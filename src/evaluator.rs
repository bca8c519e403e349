//! Derived state over the history map: streak, emergency, and heat-map cells.
//!
//! Everything here is a pure function of the history and an anchor date, so
//! the store stays the only owner of mutation.

use crate::domain::DailyRecord;
use crate::store::History;
use chrono::{Duration, NaiveDate};

/// Heat-map classification for one campaign day
#[derive(Debug, Clone, Copy, PartialEq, Eq)]
pub enum DayStatus {
    /// No entry recorded for this date
    Untouched,
    /// All three blocks done
    Perfect,
    /// Entry exists with one or two blocks done
    Partial,
    /// Entry exists with zero blocks done
    Missed,
}

/// A perfect day has all three blocks completed
pub fn is_perfect(record: &DailyRecord) -> bool {
    record.focus && record.body && record.skill
}

/// Count consecutive perfect days strictly before `today`, walking back from
/// yesterday. The anchor day itself is never inspected: completing today's
/// blocks doesn't raise the streak until tomorrow.
pub fn compute_streak(history: &History, today: NaiveDate) -> u32 {
    let mut streak = 0;
    let mut day = today - Duration::days(1);

    while let Some(record) = history.get(&day) {
        if !is_perfect(record) {
            break;
        }
        streak += 1;
        day -= Duration::days(1);
    }

    streak
}

/// True iff yesterday has an entry and that entry is not perfect.
///
/// A missing entry is not an emergency: the flag signals a broken attempt,
/// not mere absence.
pub fn is_emergency(history: &History, today: NaiveDate) -> bool {
    let yesterday = today - Duration::days(1);
    match history.get(&yesterday) {
        Some(record) => !is_perfect(record),
        None => false,
    }
}

/// Classify one date for the campaign heat-map
pub fn day_status(history: &History, date: NaiveDate) -> DayStatus {
    match history.get(&date) {
        None => DayStatus::Untouched,
        Some(record) => match record.completed_count() {
            3 => DayStatus::Perfect,
            0 => DayStatus::Missed,
            _ => DayStatus::Partial,
        },
    }
}

#[cfg(test)]
mod tests {
    use super::*;
    use crate::domain::TaskId;

    fn date(s: &str) -> NaiveDate {
        s.parse().unwrap()
    }

    fn perfect() -> DailyRecord {
        let mut record = DailyRecord::default();
        for task in TaskId::all() {
            record.toggle_task(*task);
        }
        record
    }

    fn partial() -> DailyRecord {
        let mut record = DailyRecord::default();
        record.toggle_task(TaskId::Focus);
        record.toggle_task(TaskId::Skill);
        record
    }

    #[test]
    fn test_is_perfect() {
        assert!(is_perfect(&perfect()));
        assert!(!is_perfect(&partial()));
        assert!(!is_perfect(&DailyRecord::default()));
    }

    #[test]
    fn test_streak_counts_back_from_yesterday() {
        let mut history = History::new();
        history.insert(date("2026-01-01"), perfect());
        history.insert(date("2026-01-02"), perfect());
        history.insert(date("2026-01-03"), partial());

        // Today (01-03) is never inspected; 01-02 and 01-01 are perfect,
        // 2025-12-31 is missing.
        assert_eq!(compute_streak(&history, date("2026-01-03")), 2);
    }

    #[test]
    fn test_streak_zero_when_yesterday_missing() {
        let mut history = History::new();
        history.insert(date("2026-01-01"), perfect());
        history.insert(date("2026-01-02"), perfect());

        // 01-04's yesterday (01-03) has no entry: older perfect days don't count
        assert_eq!(compute_streak(&history, date("2026-01-04")), 0);
    }

    #[test]
    fn test_streak_zero_when_yesterday_imperfect() {
        let mut history = History::new();
        history.insert(date("2026-01-01"), perfect());
        history.insert(date("2026-01-02"), partial());

        assert_eq!(compute_streak(&history, date("2026-01-03")), 0);
    }

    #[test]
    fn test_streak_broken_by_all_false_entry() {
        let mut history = History::new();
        history.insert(date("2026-01-01"), perfect());
        history.insert(date("2026-01-02"), DailyRecord::default());
        history.insert(date("2026-01-03"), perfect());

        // The all-false entry on 01-02 breaks the walk just like any
        // imperfect day
        assert_eq!(compute_streak(&history, date("2026-01-04")), 1);
    }

    #[test]
    fn test_streak_ignores_today() {
        let mut history = History::new();
        history.insert(date("2026-01-02"), perfect());
        history.insert(date("2026-01-03"), perfect());

        assert_eq!(compute_streak(&history, date("2026-01-03")), 1);
    }

    #[test]
    fn test_emergency_on_broken_attempt() {
        let mut history = History::new();
        let mut record = DailyRecord::default();
        record.toggle_task(TaskId::Focus);
        record.toggle_task(TaskId::Skill);
        history.insert(date("2026-02-10"), record);

        assert!(is_emergency(&history, date("2026-02-11")));
    }

    #[test]
    fn test_no_emergency_when_yesterday_absent() {
        let history = History::new();
        assert!(!is_emergency(&history, date("2026-02-11")));
    }

    #[test]
    fn test_emergency_on_all_false_entry() {
        let mut history = History::new();
        history.insert(date("2026-02-10"), DailyRecord::default());

        // "Attempted and failed" is distinct from "no attempt recorded"
        assert!(is_emergency(&history, date("2026-02-11")));
    }

    #[test]
    fn test_no_emergency_after_perfect_day() {
        let mut history = History::new();
        history.insert(date("2026-02-10"), perfect());

        assert!(!is_emergency(&history, date("2026-02-11")));
    }

    #[test]
    fn test_day_status_classification() {
        let mut history = History::new();
        history.insert(date("2026-03-01"), perfect());
        history.insert(date("2026-03-02"), partial());
        history.insert(date("2026-03-03"), DailyRecord::default());

        assert_eq!(day_status(&history, date("2026-03-01")), DayStatus::Perfect);
        assert_eq!(day_status(&history, date("2026-03-02")), DayStatus::Partial);
        assert_eq!(day_status(&history, date("2026-03-03")), DayStatus::Missed);
        assert_eq!(
            day_status(&history, date("2026-03-04")),
            DayStatus::Untouched
        );
    }
}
───
* **Brief**: Tell how many lines of the records above hold "Untouched", giving the number and nothing else.

* **Response to this task**: 3